Yesterday, suspicious Chicago-bound packages intercepted in the UK and Dubai triggered a concerns over UPS packages on flights at Newark and Philadelphia International Airports, as well as on a UPS truck in Brooklyn, and even prompted a military fighter jet escort for a commercial Emirates flights landing at JFK Airport. It turns out that the packages, mailed from Yemen and headed to Chicago synagogues (including one across the street from President Obama's home in the Windy City), tested positive for explosives. Obama called it a "credible terrorism threat," as other officials said it may very well have been a test run for a bomb plot.
Today, the NY Times reports that Homeland Security Secretary Janet Napolitano as well as police in Dubai "confirmed that the bomb discovered in [Dubai] in cargo from Yemen bound for the United States contained the explosive PETN, the same chemical explosive in the bomb sewn into the underwear of the Nigerian man who tried to blow up an airliner over Detroit last Dec. 25. That plot, too, was hatched in Yemen, a country that is regarded as one of the most significant fronts in the battle with extremists." This morning, a Yemen official said that as many as 26 packages were sought for investigation. Yemen is also where wanted Al Qaeda cleric Anwar Al-Awlaki is in hiding.

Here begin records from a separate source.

//! Structured memory tier: a single-file `rusqlite` store with the six
//! named tables. Grounded on the teacher's `db.rs` for the
//! `lazy_static!`-guarded connection and migration idiom; the table set
//! itself is new (the teacher's ~15 other tables had no spec
//! counterpart and were dropped).

use crate::support::credential;
use anyhow::{Context, Result};
use chrono::Utc;
use lazy_static::lazy_static;
use rusqlite::{params, Connection, OptionalExtension};
use serde_json::Value;
use std::collections::HashMap;
use std::path::PathBuf;
use std::sync::Mutex;

lazy_static! {
    static ref DB_CONN: Mutex<Option<Connection>> = Mutex::new(None);
}

fn get_db_lock() -> std::sync::MutexGuard<'static, Option<Connection>> {
    match DB_CONN.lock() {
        Ok(guard) => guard,
        Err(poisoned) => poisoned.into_inner(),
    }
}

pub fn init(db_path: &PathBuf) -> Result<()> {
    let conn = Connection::open(db_path).context("failed to open structured memory database")?;
    conn.execute_batch(
        "
        CREATE TABLE IF NOT EXISTS preferences (
            key TEXT PRIMARY KEY,
            value TEXT NOT NULL,
            category TEXT NOT NULL,
            confidence REAL NOT NULL,
            confirmed INTEGER NOT NULL,
            created_at TEXT NOT NULL,
            updated_at TEXT NOT NULL
        );
        CREATE TABLE IF NOT EXISTS recent_files (
            id INTEGER PRIMARY KEY AUTOINCREMENT,
            path TEXT NOT NULL,
            file_type TEXT NOT NULL,
            operation TEXT NOT NULL,
            tags TEXT NOT NULL,
            metadata TEXT NOT NULL,
            created_at TEXT NOT NULL
        );
        CREATE INDEX IF NOT EXISTS idx_recent_files_path ON recent_files(path);
        CREATE INDEX IF NOT EXISTS idx_recent_files_created ON recent_files(created_at);

        CREATE TABLE IF NOT EXISTS sessions (
            id INTEGER PRIMARY KEY AUTOINCREMENT,
            summary TEXT NOT NULL,
            started_at TEXT NOT NULL,
            ended_at TEXT
        );
        CREATE TABLE IF NOT EXISTS knowledge_graph (
            id INTEGER PRIMARY KEY AUTOINCREMENT,
            subject TEXT NOT NULL,
            predicate TEXT NOT NULL,
            object TEXT NOT NULL,
            target TEXT,
            context TEXT,
            confidence REAL NOT NULL,
            importance REAL NOT NULL,
            created_at TEXT NOT NULL
        );
        CREATE TABLE IF NOT EXISTS habits (
            pattern_type TEXT NOT NULL,
            pattern_value TEXT NOT NULL,
            frequency INTEGER NOT NULL,
            last_seen TEXT NOT NULL,
            metadata TEXT NOT NULL,
            PRIMARY KEY (pattern_type, pattern_value)
        );
        CREATE TABLE IF NOT EXISTS instruction_history (
            id INTEGER PRIMARY KEY AUTOINCREMENT,
            instruction TEXT NOT NULL,
            normalized TEXT NOT NULL,
            steps TEXT NOT NULL,
            success INTEGER NOT NULL,
            duration_s REAL NOT NULL,
            created_at TEXT NOT NULL
        );
        CREATE INDEX IF NOT EXISTS idx_instruction_history_normalized ON instruction_history(normalized);
        ",
    )
    .context("failed to run structured memory migrations")?;

    let mut guard = get_db_lock();
    *guard = Some(conn);
    Ok(())
}

/// Mirrors the original's `re.sub(r'[0-9.\-_/\\]', ' ', lower)`: digits,
/// dots, dashes, underscores, and slashes all fold to a space (not just
/// digits, and not preserving path separators), then runs of whitespace
/// collapse to one space.
pub fn normalize_instruction(instruction: &str) -> String {
    let lower = instruction.to_lowercase();
    let mut normalized = String::with_capacity(lower.len());
    let mut last_was_space = false;
    for ch in lower.chars() {
        let mapped = if ch.is_ascii_digit() || matches!(ch, '.' | '-' | '_' | '/' | '\\') {
            ' '
        } else {
            ch
        };
        if mapped.is_whitespace() {
            if !last_was_space {
                normalized.push(' ');
            }
            last_was_space = true;
        } else {
            normalized.push(mapped);
            last_was_space = false;
        }
    }
    normalized.trim().to_string()
}

pub fn set_preference(key: &str, value: &Value, category: &str, confidence: f64) -> Result<()> {
    let guard = get_db_lock();
    let conn = guard.as_ref().context("structured memory not initialized")?;
    let now = Utc::now().to_rfc3339();
    let stored_value = credential::obfuscate_if_sensitive(key, &value.to_string());
    conn.execute(
        "INSERT INTO preferences (key, value, category, confidence, confirmed, created_at, updated_at)
         VALUES (?1, ?2, ?3, ?4, 0, ?5, ?5)
         ON CONFLICT(key) DO UPDATE SET value=excluded.value, category=excluded.category,
            confidence=excluded.confidence, updated_at=excluded.updated_at",
        params![key, stored_value, category, confidence, now],
    )?;
    Ok(())
}

pub fn get_preference(key: &str) -> Result<Option<Value>> {
    let guard = get_db_lock();
    let conn = guard.as_ref().context("structured memory not initialized")?;
    let raw: Option<String> = conn
        .query_row("SELECT value FROM preferences WHERE key = ?1", params![key], |row| row.get(0))
        .optional()?;
    Ok(match raw {
        Some(v) => {
            let clear = credential::deobfuscate(&v);
            Some(serde_json::from_str(&clear).unwrap_or(Value::String(clear)))
        }
        None => None,
    })
}

pub fn record_habit(pattern_type: &str, pattern_value: &str) -> Result<()> {
    let guard = get_db_lock();
    let conn = guard.as_ref().context("structured memory not initialized")?;
    let now = Utc::now().to_rfc3339();
    conn.execute(
        "INSERT INTO habits (pattern_type, pattern_value, frequency, last_seen, metadata)
         VALUES (?1, ?2, 1, ?3, '{}')
         ON CONFLICT(pattern_type, pattern_value) DO UPDATE SET
            frequency = frequency + 1, last_seen = excluded.last_seen",
        params![pattern_type, pattern_value, now],
    )?;
    Ok(())
}

pub fn add_instruction(instruction: &str, steps: &Value, success: bool, duration_s: f64) -> Result<()> {
    let guard = get_db_lock();
    let conn = guard.as_ref().context("structured memory not initialized")?;
    let now = Utc::now().to_rfc3339();
    let normalized = normalize_instruction(instruction);
    conn.execute(
        "INSERT INTO instruction_history (instruction, normalized, steps, success, duration_s, created_at)
         VALUES (?1, ?2, ?3, ?4, ?5, ?6)",
        params![instruction, normalized, steps.to_string(), success as i64, duration_s, now],
    )?;
    Ok(())
}

pub fn record_file(path: &str, file_type: &str, operation: &str, tags: &[String], metadata: &Value) -> Result<()> {
    let guard = get_db_lock();
    let conn = guard.as_ref().context("structured memory not initialized")?;
    let now = Utc::now().to_rfc3339();
    conn.execute(
        "INSERT INTO recent_files (path, file_type, operation, tags, metadata, created_at)
         VALUES (?1, ?2, ?3, ?4, ?5, ?6)",
        params![path, file_type, operation, serde_json::to_string(tags)?, metadata.to_string(), now],
    )?;
    Ok(())
}

pub fn recent_files(limit: usize) -> Result<Vec<(String, String)>> {
    let guard = get_db_lock();
    let conn = guard.as_ref().context("structured memory not initialized")?;
    let mut stmt = conn.prepare(
        "SELECT path, operation FROM recent_files ORDER BY created_at DESC LIMIT ?1",
    )?;
    let rows = stmt
        .query_map(params![limit as i64], |row| Ok((row.get(0)?, row.get(1)?)))?
        .filter_map(|r| r.ok())
        .collect();
    Ok(rows)
}

pub fn top_habits(limit: usize) -> Result<Vec<(String, String, i64)>> {
    let guard = get_db_lock();
    let conn = guard.as_ref().context("structured memory not initialized")?;
    let mut stmt = conn.prepare(
        "SELECT pattern_type, pattern_value, frequency FROM habits ORDER BY frequency DESC LIMIT ?1",
    )?;
    let rows = stmt
        .query_map(params![limit as i64], |row| Ok((row.get(0)?, row.get(1)?, row.get(2)?)))?
        .filter_map(|r| r.ok())
        .collect();
    Ok(rows)
}

pub fn confirmed_preferences(limit: usize) -> Result<Vec<(String, String)>> {
    let guard = get_db_lock();
    let conn = guard.as_ref().context("structured memory not initialized")?;
    let mut stmt = conn.prepare(
        "SELECT key, value FROM preferences ORDER BY updated_at DESC LIMIT ?1",
    )?;
    let rows = stmt
        .query_map(params![limit as i64], |row| {
            let key: String = row.get(0)?;
            let raw: String = row.get(1)?;
            Ok((key, raw))
        })?
        .filter_map(|r| r.ok())
        .map(|(k, v)| (k, credential::deobfuscate(&v)))
        .collect();
    Ok(rows)
}

/// One discovered pattern group: the `normalized` instruction form, its
/// occurrence count, empirical success rate, and the step-type sequence
/// of every instance in the group (one sequence per recorded
/// instruction), for `advanced::discover_workflows`'s modal-sequence
/// extraction.
#[derive(Debug, Clone)]
pub struct WorkflowGroupRow {
    pub normalized: String,
    pub occurrences: i64,
    pub success_rate: f64,
    pub step_type_sequences: Vec<Vec<String>>,
}

/// Groups instruction history by `normalized` form; candidates with
/// `occurrences >= min_occurrences` are returned along with every
/// instance's step-type sequence (read from the `steps` column, which
/// the grouping query previously never selected).
pub fn workflow_candidates(min_occurrences: i64) -> Result<Vec<WorkflowGroupRow>> {
    let guard = get_db_lock();
    let conn = guard.as_ref().context("structured memory not initialized")?;
    let mut stmt = conn.prepare("SELECT normalized, steps, success FROM instruction_history")?;
    let rows: Vec<(String, String, bool)> = stmt
        .query_map([], |row| {
            Ok((row.get::<_, String>(0)?, row.get::<_, String>(1)?, row.get::<_, i64>(2)? != 0))
        })?
        .filter_map(|r| r.ok())
        .collect();

    let mut groups: HashMap<String, Vec<(Vec<String>, bool)>> = HashMap::new();
    for (normalized, steps_json, success) in rows {
        let sequence = extract_step_type_sequence(&steps_json);
        groups.entry(normalized).or_default().push((sequence, success));
    }

    let mut out: Vec<WorkflowGroupRow> = groups
        .into_iter()
        .filter(|(_, entries)| entries.len() as i64 >= min_occurrences)
        .map(|(normalized, entries)| {
            let occurrences = entries.len() as i64;
            let successes = entries.iter().filter(|(_, success)| *success).count() as f64;
            let success_rate = successes / occurrences as f64;
            let step_type_sequences = entries.into_iter().map(|(seq, _)| seq).collect();
            WorkflowGroupRow { normalized, occurrences, success_rate, step_type_sequences }
        })
        .collect();
    out.sort_by(|a, b| b.occurrences.cmp(&a.occurrences));
    Ok(out)
}

/// Reads the recorded step types in order from a serialized
/// `Vec<StepRecord>` (`[{"step":{"type":...},"result":{...}}, ...]`).
fn extract_step_type_sequence(steps_json: &str) -> Vec<String> {
    let value: Value = match serde_json::from_str(steps_json) {
        Ok(v) => v,
        Err(_) => return Vec::new(),
    };
    match value {
        Value::Array(items) => items
            .iter()
            .filter_map(|item| item.get("step").and_then(|s| s.get("type")).and_then(Value::as_str))
            .map(|s| s.to_string())
            .collect(),
        _ => Vec::new(),
    }
}

/// Deletes entries older than `days` in every time-stamped table,
/// keeping the top-K most recent rows regardless of age.
pub fn cleanup_old_data(days: i64) -> Result<()> {
    let guard = get_db_lock();
    let conn = guard.as_ref().context("structured memory not initialized")?;
    let cutoff = (Utc::now() - chrono::Duration::days(days)).to_rfc3339();
    const KEEP_TOP_K: i64 = 200;

    for (table, time_col) in [
        ("recent_files", "created_at"),
        ("knowledge_graph", "created_at"),
        ("instruction_history", "created_at"),
    ] {
        conn.execute(
            &format!(
                "DELETE FROM {table} WHERE {time_col} < ?1 AND id NOT IN (
                    SELECT id FROM {table} ORDER BY {time_col} DESC LIMIT ?2
                )"
            ),
            params![cutoff, KEEP_TOP_K],
        )?;
    }
    Ok(())
}

#[cfg(test)]
mod tests {
    use super::*;

    #[test]
    fn normalizes_numbers_and_paths() {
        let n = normalize_instruction("Open /Users/alice/report2024.pdf  now");
        assert_eq!(n, "open users alice report pdf now");
    }

    #[test]
    fn preference_roundtrip() {
        let tmp = tempfile::NamedTempFile::new().unwrap();
        init(&tmp.path().to_path_buf()).unwrap();
        set_preference("theme", &Value::String("dark".into()), "ui", 0.9).unwrap();
        let got = get_preference("theme").unwrap();
        assert_eq!(got, Some(Value::String("dark".into())));
    }
}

Napolitano also said the plot "has the hallmarks of Al Qaeda... The investigation is ongoing and just as we have an adversary who keeps pushing the system, trying to conduct a plot, we are ourselves continuing to make sure we get to the source of this and make sure that we take care of this problem." Saudi Arabia was credited for tipping off the U.S. to the threat.
The packages in the UPS truck at MetroTech in downtown Brooklyn were, the Daily News reports, "later found to be envelopes from Yemen." The items "temporarily shut down the Manhattan Bridge and part of Flatbush Ave," but they "were cleared after an NYPD X-ray of the envelopes revealed they simply contained bank receipts and other papers."